2020/7/31 医療分野における功利主義的思想 医の倫理#1
緊急避妊薬を薬局で買えるようにすべきだ、という議論が盛り上がりました。
というよりも、「緊急避妊薬を薬局で変えるようにする前に、性教育をきちんと行う体制を整えるべきではないか」という発言が大きく取り上げられ、それはもう気の毒になるくらい猛烈な批判を浴びていました。
「性教育を受けられなかったのはその人達の責任ではないのに、いたずらにアクセスを制限するべきではない」「薬局で買えるようになれば助かる人はたくさんいる」という論調が多かったように感じます。
たしかに今起こっている社会的な問題について、個人に責任を負わせている現状も如何なものかと思います。
こういう議論はもう手垢がつきすぎるくらいに議論されてきた問題だと思うのですが、つまるところ"トロッコ問題"なのでしょう。

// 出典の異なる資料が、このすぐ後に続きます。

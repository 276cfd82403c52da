//! Translation of list-endpoint query parameters into a store filter.
//!
//! [`build`] is pure: the same [`ListParams`] always yields the same
//! [`Filter`] and [`Window`], with predicates in a fixed order, so the
//! serialised filter is byte-stable.

use serde::{Deserialize, Serialize};

use crate::{Error, Result, convocatoria::Convocatoria};

pub const DEFAULT_LIMIT: i64 = 20;
pub const MIN_LIMIT: i64 = 1;
pub const MAX_LIMIT: i64 = 200;
/// Minimum length, in characters, of the free-text search parameter.
pub const MIN_SEARCH_LEN: usize = 3;

// ─── Parameters ──────────────────────────────────────────────────────────────

/// Raw query parameters accepted by `GET /convocatorias`.
#[derive(Debug, Clone, Default, PartialEq, Eq, Deserialize)]
pub struct ListParams {
  /// Free-text search over institution, country and properties.
  pub q:                  Option<String>,
  pub country:            Option<String>,
  pub language:           Option<String>,
  pub state:              Option<String>,
  #[serde(rename = "agreementType", alias = "agreement_type")]
  pub agreement_type:     Option<String>,
  #[serde(rename = "subscriptionLevel", alias = "subscription_level")]
  pub subscription_level: Option<String>,
  pub limit:              Option<i64>,
  pub skip:               Option<i64>,
}

// ─── Filter ──────────────────────────────────────────────────────────────────

/// A record field that predicates can target.
#[derive(Debug, Clone, Copy, PartialEq, Eq, Serialize)]
#[serde(rename_all = "camelCase")]
pub enum Field {
  Country,
  Languages,
  State,
  AgreementType,
  SubscriptionLevel,
}

impl Field {
  fn values(self, record: &Convocatoria) -> Vec<&str> {
    let doc = &record.document;
    match self {
      Field::Country => vec![doc.country.as_str()],
      Field::Languages => doc.languages.iter().map(String::as_str).collect(),
      Field::State => vec![doc.state.as_str()],
      Field::AgreementType => vec![doc.agreement_type.as_str()],
      Field::SubscriptionLevel => vec![doc.subscription_level.as_str()],
    }
  }
}

/// A single condition. String operands are stored lower-cased.
#[derive(Debug, Clone, PartialEq, Eq, Serialize)]
#[serde(tag = "op", rename_all = "snake_case")]
pub enum Predicate {
  /// Any term equals a word of institution, country or properties.
  Text { terms: Vec<String> },
  /// Case-insensitive whole-value equality.
  Equals { field: Field, value: String },
  /// Case-insensitive substring match.
  Contains { field: Field, value: String },
}

impl Predicate {
  fn matches(&self, record: &Convocatoria) -> bool {
    match self {
      Predicate::Text { terms } => {
        let doc = &record.document;
        let indexed = [
          doc.institution.as_str(),
          doc.country.as_str(),
          doc.properties.as_deref().unwrap_or_default(),
        ];
        indexed
          .into_iter()
          .flat_map(words)
          .any(|word| terms.contains(&word))
      }
      Predicate::Equals { field, value } => field
        .values(record)
        .into_iter()
        .any(|v| v.to_lowercase() == *value),
      Predicate::Contains { field, value } => field
        .values(record)
        .into_iter()
        .any(|v| v.to_lowercase().contains(value.as_str())),
    }
  }
}

/// The logical AND of zero or more predicates.
#[derive(Debug, Clone, Default, PartialEq, Eq, Serialize)]
pub struct Filter {
  predicates: Vec<Predicate>,
}

impl Filter {
  pub fn predicates(&self) -> &[Predicate] { &self.predicates }

  pub fn is_unconstrained(&self) -> bool { self.predicates.is_empty() }

  pub fn matches(&self, record: &Convocatoria) -> bool {
    self.predicates.iter().all(|p| p.matches(record))
  }
}

/// Pagination bounds handed to the store.
#[derive(Debug, Clone, Copy, PartialEq, Eq, Serialize)]
pub struct Window {
  pub skip:  u64,
  pub limit: u64,
}

impl Default for Window {
  fn default() -> Self { Self { skip: 0, limit: DEFAULT_LIMIT as u64 } }
}

// ─── Builder ─────────────────────────────────────────────────────────────────

/// Build the filter and result window for `params`.
///
/// Blank filter values are treated as absent. A supplied `q` shorter than
/// [`MIN_SEARCH_LEN`] and out-of-range pagination are rejected.
pub fn build(params: &ListParams) -> Result<(Filter, Window)> {
  let mut predicates = Vec::new();

  if let Some(q) = params.q.as_deref() {
    let q = q.trim();
    if q.chars().count() < MIN_SEARCH_LEN {
      return Err(Error::SearchTooShort { min: MIN_SEARCH_LEN });
    }
    predicates.push(Predicate::Text { terms: words(q).collect() });
  }

  let fields = [
    (Field::Country, &params.country, true),
    (Field::Languages, &params.language, false),
    (Field::State, &params.state, true),
    (Field::AgreementType, &params.agreement_type, true),
    (Field::SubscriptionLevel, &params.subscription_level, false),
  ];
  for (field, value, exact) in fields {
    let Some(value) = value.as_deref().map(str::trim).filter(|v| !v.is_empty())
    else {
      continue;
    };
    let value = value.to_lowercase();
    predicates.push(if exact {
      Predicate::Equals { field, value }
    } else {
      Predicate::Contains { field, value }
    });
  }

  let limit = params.limit.unwrap_or(DEFAULT_LIMIT);
  if !(MIN_LIMIT..=MAX_LIMIT).contains(&limit) {
    return Err(Error::LimitOutOfRange { got: limit, min: MIN_LIMIT, max: MAX_LIMIT });
  }
  let skip = params.skip.unwrap_or(0);
  let skip = u64::try_from(skip).map_err(|_| Error::NegativeSkip(skip))?;

  Ok((Filter { predicates }, Window { skip, limit: limit as u64 }))
}

/// Lower-cased maximal alphanumeric runs of `s`.
fn words(s: &str) -> impl Iterator<Item = String> + '_ {
  s.split(|c: char| !c.is_alphanumeric())
    .filter(|w| !w.is_empty())
    .map(str::to_lowercase)
}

すなわち、功利主義が正しいのか、義務論が正しいのか、そういう個々人の正義の議論に行き着くものだと思います。
1.薬局へのアクセスを解禁すれば多くの人が助かる
一方で、解禁しなければ被害を受けなくて済んだ人に被害が出る
2.薬局へのアクセスを制限し続ければ多くの人が助からないままである
一方で、解禁しなかったことによって新たに被害を受ける人は出ない
このどちらが正義と言えるのか、正義の問題です。
過去の医療でしたら間違いなく功利主義的な1.が選ばれていたでしょう。
多数の利益のためには少数の犠牲は必要であると考えられていた時代もありました。時代背景として仕方のない時代もあったと思います。
しかし、今や時代は「多数の利益が見込まれるのであれば少数の犠牲は許される」そういう時代ではありません。
医療に功利主義を持ち込んだ際にもたらされる害については歴史が証明しています。
このままで良いとは思いませんが、拙速であってはいけません。
議論が進んでいくことを祈ります。